===== GIVEN DATA =====

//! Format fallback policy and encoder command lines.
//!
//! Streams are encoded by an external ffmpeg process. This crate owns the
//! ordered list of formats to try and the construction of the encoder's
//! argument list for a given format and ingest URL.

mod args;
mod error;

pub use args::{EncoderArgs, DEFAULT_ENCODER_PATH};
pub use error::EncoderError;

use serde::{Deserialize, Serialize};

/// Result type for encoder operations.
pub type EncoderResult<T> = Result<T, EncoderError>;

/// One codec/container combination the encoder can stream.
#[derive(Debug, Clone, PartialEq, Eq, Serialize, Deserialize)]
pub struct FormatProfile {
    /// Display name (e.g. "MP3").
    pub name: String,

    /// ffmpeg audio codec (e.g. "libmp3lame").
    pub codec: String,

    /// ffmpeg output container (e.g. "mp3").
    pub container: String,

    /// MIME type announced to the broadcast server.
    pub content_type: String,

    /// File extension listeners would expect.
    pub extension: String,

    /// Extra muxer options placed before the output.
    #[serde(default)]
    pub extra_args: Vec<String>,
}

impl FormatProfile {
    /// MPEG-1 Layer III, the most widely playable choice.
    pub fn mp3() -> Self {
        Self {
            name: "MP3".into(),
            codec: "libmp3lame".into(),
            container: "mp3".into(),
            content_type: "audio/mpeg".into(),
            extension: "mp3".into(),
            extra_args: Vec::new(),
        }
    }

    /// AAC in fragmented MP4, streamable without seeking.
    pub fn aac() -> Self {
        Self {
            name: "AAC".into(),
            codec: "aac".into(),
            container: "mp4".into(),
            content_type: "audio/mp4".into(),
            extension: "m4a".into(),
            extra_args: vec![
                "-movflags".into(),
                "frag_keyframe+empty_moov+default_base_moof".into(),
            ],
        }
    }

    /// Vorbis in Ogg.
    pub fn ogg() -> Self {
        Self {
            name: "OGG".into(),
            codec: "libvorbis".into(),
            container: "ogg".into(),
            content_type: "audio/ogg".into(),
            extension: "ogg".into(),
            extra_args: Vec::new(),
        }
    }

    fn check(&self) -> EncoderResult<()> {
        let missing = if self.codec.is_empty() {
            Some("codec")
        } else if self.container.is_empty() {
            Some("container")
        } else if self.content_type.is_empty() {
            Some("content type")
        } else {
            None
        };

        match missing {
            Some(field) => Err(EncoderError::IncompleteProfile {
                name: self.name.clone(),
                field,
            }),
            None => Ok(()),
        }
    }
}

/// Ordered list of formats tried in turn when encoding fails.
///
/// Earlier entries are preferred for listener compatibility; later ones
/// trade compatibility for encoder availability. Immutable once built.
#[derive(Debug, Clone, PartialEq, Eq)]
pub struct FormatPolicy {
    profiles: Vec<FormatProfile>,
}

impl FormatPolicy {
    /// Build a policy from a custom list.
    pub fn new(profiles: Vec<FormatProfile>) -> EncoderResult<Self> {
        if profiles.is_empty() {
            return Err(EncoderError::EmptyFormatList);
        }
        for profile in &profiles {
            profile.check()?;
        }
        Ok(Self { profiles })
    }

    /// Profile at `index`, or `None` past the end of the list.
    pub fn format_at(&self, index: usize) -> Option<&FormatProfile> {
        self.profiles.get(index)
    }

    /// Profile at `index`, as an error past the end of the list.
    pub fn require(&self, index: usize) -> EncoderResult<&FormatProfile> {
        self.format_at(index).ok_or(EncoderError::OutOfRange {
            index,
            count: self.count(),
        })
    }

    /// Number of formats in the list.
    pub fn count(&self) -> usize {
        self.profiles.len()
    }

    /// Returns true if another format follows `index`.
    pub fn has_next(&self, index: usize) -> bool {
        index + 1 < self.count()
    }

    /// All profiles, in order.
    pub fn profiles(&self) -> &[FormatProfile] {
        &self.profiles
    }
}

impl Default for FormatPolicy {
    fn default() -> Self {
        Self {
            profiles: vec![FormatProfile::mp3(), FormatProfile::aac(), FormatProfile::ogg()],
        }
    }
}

=====

A complete, exact copy of the entries above is what is wanted.

■ ANSWER TO THE PROBLEM ■
//! Format fallback policy and encoder command lines.
//!
//! Streams are encoded by an external ffmpeg process. This crate owns the
//! ordered list of formats to try and the construction of the encoder's
//! argument list for a given format and ingest URL.

mod args;
mod error;

pub use args::{EncoderArgs, DEFAULT_ENCODER_PATH};
pub use error::EncoderError;

use serde::{Deserialize, Serialize};

/// Result type for encoder operations.
pub type EncoderResult<T> = Result<T, EncoderError>;

/// One codec/container combination the encoder can stream.
#[derive(Debug, Clone, PartialEq, Eq, Serialize, Deserialize)]
pub struct FormatProfile {
    /// Display name (e.g. "MP3").
    pub name: String,

    /// ffmpeg audio codec (e.g. "libmp3lame").
    pub codec: String,

    /// ffmpeg output container (e.g. "mp3").
    pub container: String,

    /// MIME type announced to the broadcast server.
    pub content_type: String,

    /// File extension listeners would expect.
    pub extension: String,

    /// Extra muxer options placed before the output.
    #[serde(default)]
    pub extra_args: Vec<String>,
}

impl FormatProfile {
    /// MPEG-1 Layer III, the most widely playable choice.
    pub fn mp3() -> Self {
        Self {
            name: "MP3".into(),
            codec: "libmp3lame".into(),
            container: "mp3".into(),
            content_type: "audio/mpeg".into(),
            extension: "mp3".into(),
            extra_args: Vec::new(),
        }
    }

    /// AAC in fragmented MP4, streamable without seeking.
    pub fn aac() -> Self {
        Self {
            name: "AAC".into(),
            codec: "aac".into(),
            container: "mp4".into(),
            content_type: "audio/mp4".into(),
            extension: "m4a".into(),
            extra_args: vec![
                "-movflags".into(),
                "frag_keyframe+empty_moov+default_base_moof".into(),
            ],
        }
    }

    /// Vorbis in Ogg.
    pub fn ogg() -> Self {
        Self {
            name: "OGG".into(),
            codec: "libvorbis".into(),
            container: "ogg".into(),
            content_type: "audio/ogg".into(),
            extension: "ogg".into(),
            extra_args: Vec::new(),
        }
    }

    fn check(&self) -> EncoderResult<()> {
        let missing = if self.codec.is_empty() {
            Some("codec")
        } else if self.container.is_empty() {
            Some("container")
        } else if self.content_type.is_empty() {
            Some("content type")
        } else {
            None
        };

        match missing {
            Some(field) => Err(EncoderError::IncompleteProfile {
                name: self.name.clone(),
                field,
            }),
            None => Ok(()),
        }
    }
}

/// Ordered list of formats tried in turn when encoding fails.
///
/// Earlier entries are preferred for listener compatibility; later ones
/// trade compatibility for encoder availability. Immutable once built.
#[derive(Debug, Clone, PartialEq, Eq)]
pub struct FormatPolicy {
    profiles: Vec<FormatProfile>,
}

impl FormatPolicy {
    /// Build a policy from a custom list.
    pub fn new(profiles: Vec<FormatProfile>) -> EncoderResult<Self> {
        if profiles.is_empty() {
            return Err(EncoderError::EmptyFormatList);
        }
        for profile in &profiles {
            profile.check()?;
        }
        Ok(Self { profiles })
    }

    /// Profile at `index`, or `None` past the end of the list.
    pub fn format_at(&self, index: usize) -> Option<&FormatProfile> {
        self.profiles.get(index)
    }

    /// Profile at `index`, as an error past the end of the list.
    pub fn require(&self, index: usize) -> EncoderResult<&FormatProfile> {
        self.format_at(index).ok_or(EncoderError::OutOfRange {
            index,
            count: self.count(),
        })
    }

    /// Number of formats in the list.
    pub fn count(&self) -> usize {
        self.profiles.len()
    }

    /// Returns true if another format follows `index`.
    pub fn has_next(&self, index: usize) -> bool {
        index + 1 < self.count()
    }

    /// All profiles, in order.
    pub fn profiles(&self) -> &[FormatProfile] {
        &self.profiles
    }
}

impl Default for FormatPolicy {
    fn default() -> Self {
        Self {
            profiles: vec![FormatProfile::mp3(), FormatProfile::aac(), FormatProfile::ogg()],
        }
    }
}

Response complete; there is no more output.